*Task to complete*
After reading the data below, copy out every line that contains the word "encoded".

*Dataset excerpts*
Content starts

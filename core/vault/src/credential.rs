//! Credential resolution.
//!
//! A session is unlocked with exactly one of a keyfile or a password. Both
//! paths end in a [`SealedKey`]; the clear key never outlives this module.

use base64::{engine::general_purpose::URL_SAFE, Engine as _};
use std::fmt;
use std::fs::{self, OpenOptions};
use std::io::{ErrorKind, Write};
use std::path::{Path, PathBuf};
use tracing::{debug, warn};
use zeroize::Zeroizing;

use crate::config::VaultOptions;
use gmanvault_common::{Error, Result};
use gmanvault_crypto::{derive_key, MasterKey, Salt, SealedKey, KEY_LENGTH};

/// Secret used to unlock a container.
pub enum Credential {
    /// Raw key material stored in a file.
    Keyfile(PathBuf),
    /// Password stretched with the container salt.
    Password(Zeroizing<String>),
}

impl Credential {
    /// Keyfile credential.
    pub fn keyfile(path: impl Into<PathBuf>) -> Self {
        Credential::Keyfile(path.into())
    }

    /// Password credential.
    pub fn password(password: impl Into<String>) -> Self {
        Credential::Password(Zeroizing::new(password.into()))
    }

    /// Build a credential from optional parts, as collected from a form or
    /// command line.
    ///
    /// # Errors
    /// - `Error::Configuration` unless exactly one part is supplied
    pub fn from_parts(keyfile: Option<PathBuf>, password: Option<String>) -> Result<Self> {
        match (keyfile, password) {
            (Some(path), None) => Ok(Self::keyfile(path)),
            (None, Some(password)) => Ok(Self::password(password)),
            (Some(_), Some(password)) => {
                drop(Zeroizing::new(password));
                Err(Error::Configuration(
                    "Provide either a keyfile or a password, not both".to_string(),
                ))
            }
            (None, None) => Err(Error::Configuration(
                "You must provide a keyfile or a password".to_string(),
            )),
        }
    }

    /// Turn this credential into a sealed key for a container with `salt`.
    pub fn resolve(&self, salt: &Salt, options: &VaultOptions) -> Result<SealedKey> {
        let key = match self {
            Credential::Keyfile(path) => {
                if !path.exists() {
                    if !options.provision_keyfile {
                        return Err(Error::NotFound(format!(
                            "Keyfile not found: {}",
                            path.display()
                        )));
                    }
                    provision_keyfile(path)?;
                }
                load_keyfile(path)?
            }
            Credential::Password(password) => {
                debug!(iterations = options.kdf.iterations, "Deriving key from password");
                derive_key(password.as_bytes(), salt, &options.kdf)?
            }
        };
        SealedKey::seal(key)
    }
}

impl fmt::Debug for Credential {
    fn fmt(&self, f: &mut fmt::Formatter<'_>) -> fmt::Result {
        match self {
            Credential::Keyfile(path) => f.debug_tuple("Keyfile").field(path).finish(),
            Credential::Password(_) => write!(f, "Password([REDACTED])"),
        }
    }
}

/// Write a new random key to `path`.
///
/// # Errors
/// - `Error::Io` with `AlreadyExists` if the file exists; keyfiles are never
///   overwritten
pub fn create_keyfile(path: impl AsRef<Path>) -> Result<()> {
    let path = path.as_ref();
    let key = MasterKey::generate();

    let mut options = OpenOptions::new();
    options.write(true).create_new(true);
    #[cfg(unix)]
    {
        use std::os::unix::fs::OpenOptionsExt;
        options.mode(0o600);
    }
    let mut file = options.open(path)?;
    file.write_all(key.as_bytes())?;
    file.sync_all()?;

    warn!(path = %path.display(), "Created new keyfile; losing it makes the vault unrecoverable");
    Ok(())
}

fn provision_keyfile(path: &Path) -> Result<()> {
    match create_keyfile(path) {
        Err(Error::Io(e)) if e.kind() == ErrorKind::AlreadyExists => Ok(()),
        other => other,
    }
}

/// Read a key from a keyfile.
///
/// Accepts raw 32-byte key material or the URL-safe base64 encoding of it.
pub fn load_keyfile(path: impl AsRef<Path>) -> Result<MasterKey> {
    let path = path.as_ref();
    let data = Zeroizing::new(fs::read(path)?);

    if data.len() == KEY_LENGTH {
        return MasterKey::from_slice(&data);
    }

    let encoded = data.trim_ascii();
    let decoded = URL_SAFE
        .decode(encoded)
        .map(Zeroizing::new)
        .map_err(|_| invalid_keyfile(path))?;
    if decoded.len() != KEY_LENGTH {
        return Err(invalid_keyfile(path));
    }
    MasterKey::from_slice(&decoded)
}

fn invalid_keyfile(path: &Path) -> Error {
    Error::Configuration(format!("Keyfile does not contain a valid key: {}", path.display()))
}

#[cfg(test)]
mod tests {
    use super::*;
    use gmanvault_crypto::{KdfParams, SALT_LENGTH};
    use tempfile::tempdir;

    fn fast_options() -> VaultOptions {
        VaultOptions {
            kdf: KdfParams::new(1_000),
            ..Default::default()
        }
    }

    #[test]
    fn test_from_parts_exactly_one() {
        assert!(matches!(
            Credential::from_parts(Some("k.key".into()), None),
            Ok(Credential::Keyfile(_))
        ));
        assert!(matches!(
            Credential::from_parts(None, Some("pw".into())),
            Ok(Credential::Password(_))
        ));
        assert!(matches!(
            Credential::from_parts(None, None),
            Err(Error::Configuration(_))
        ));
        assert!(matches!(
            Credential::from_parts(Some("k.key".into()), Some("pw".into())),
            Err(Error::Configuration(_))
        ));
    }

    #[test]
    fn test_password_debug_redacted() {
        let credential = Credential::password("Sn0wman!");
        assert_eq!(format!("{:?}", credential), "Password([REDACTED])");
    }

    #[test]
    fn test_password_resolution_deterministic() {
        let salt = Salt::from_bytes([5u8; SALT_LENGTH]);
        let credential = Credential::password("Sn0wman!");

        let a = credential.resolve(&salt, &fast_options()).unwrap();
        let b = credential.resolve(&salt, &fast_options()).unwrap();

        assert_eq!(a.unseal().unwrap().as_bytes(), b.unseal().unwrap().as_bytes());
    }

    #[test]
    fn test_empty_password_rejected() {
        let salt = Salt::generate();
        let result = Credential::password("").resolve(&salt, &fast_options());
        assert!(matches!(result, Err(Error::Configuration(_))));
    }

    #[test]
    fn test_missing_keyfile_is_provisioned() {
        let dir = tempdir().unwrap();
        let path = dir.path().join("vault.key");
        let credential = Credential::keyfile(&path);

        let first = credential.resolve(&Salt::generate(), &fast_options()).unwrap();
        assert_eq!(fs::read(&path).unwrap().len(), KEY_LENGTH);

        // Keyfile key does not depend on the salt.
        let second = credential.resolve(&Salt::generate(), &fast_options()).unwrap();
        assert_eq!(
            first.unseal().unwrap().as_bytes(),
            second.unseal().unwrap().as_bytes()
        );
    }

    #[test]
    fn test_missing_keyfile_without_provisioning() {
        let dir = tempdir().unwrap();
        let path = dir.path().join("typo.key");
        let options = VaultOptions {
            provision_keyfile: false,
            ..fast_options()
        };

        let result = Credential::keyfile(&path).resolve(&Salt::generate(), &options);

        assert!(matches!(result, Err(Error::NotFound(_))));
        assert!(!path.exists());
    }

    #[test]
    fn test_create_keyfile_refuses_overwrite() {
        let dir = tempdir().unwrap();
        let path = dir.path().join("vault.key");

        create_keyfile(&path).unwrap();
        let original = fs::read(&path).unwrap();

        assert!(matches!(create_keyfile(&path), Err(Error::Io(_))));
        assert_eq!(fs::read(&path).unwrap(), original);
    }

    #[test]
    fn test_load_raw_keyfile() {
        let dir = tempdir().unwrap();
        let path = dir.path().join("raw.key");
        fs::write(&path, [0x11u8; KEY_LENGTH]).unwrap();

        assert_eq!(load_keyfile(&path).unwrap().as_bytes(), &[0x11u8; KEY_LENGTH]);
    }

    #[test]
    fn test_load_base64_keyfile() {
        let dir = tempdir().unwrap();
        let path = dir.path().join("legacy.key");
        let encoded = URL_SAFE.encode([0x22u8; KEY_LENGTH]);
        assert_eq!(encoded.len(), 44);
        fs::write(&path, format!("{}\n", encoded)).unwrap();

        assert_eq!(load_keyfile(&path).unwrap().as_bytes(), &[0x22u8; KEY_LENGTH]);
    }

    #[test]
    fn test_load_invalid_keyfile() {
        let dir = tempdir().unwrap();
        let path = dir.path().join("bad.key");
        fs::write(&path, b"not a key at all").unwrap();

        assert!(matches!(load_keyfile(&path), Err(Error::Configuration(_))));
    }
}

Content ends

*Written answer*
    let encoded = data.trim_ascii();
        .decode(encoded)
        let encoded = URL_SAFE.encode([0x22u8; KEY_LENGTH]);
        assert_eq!(encoded.len(), 44);
        fs::write(&path, format!("{}\n", encoded)).unwrap();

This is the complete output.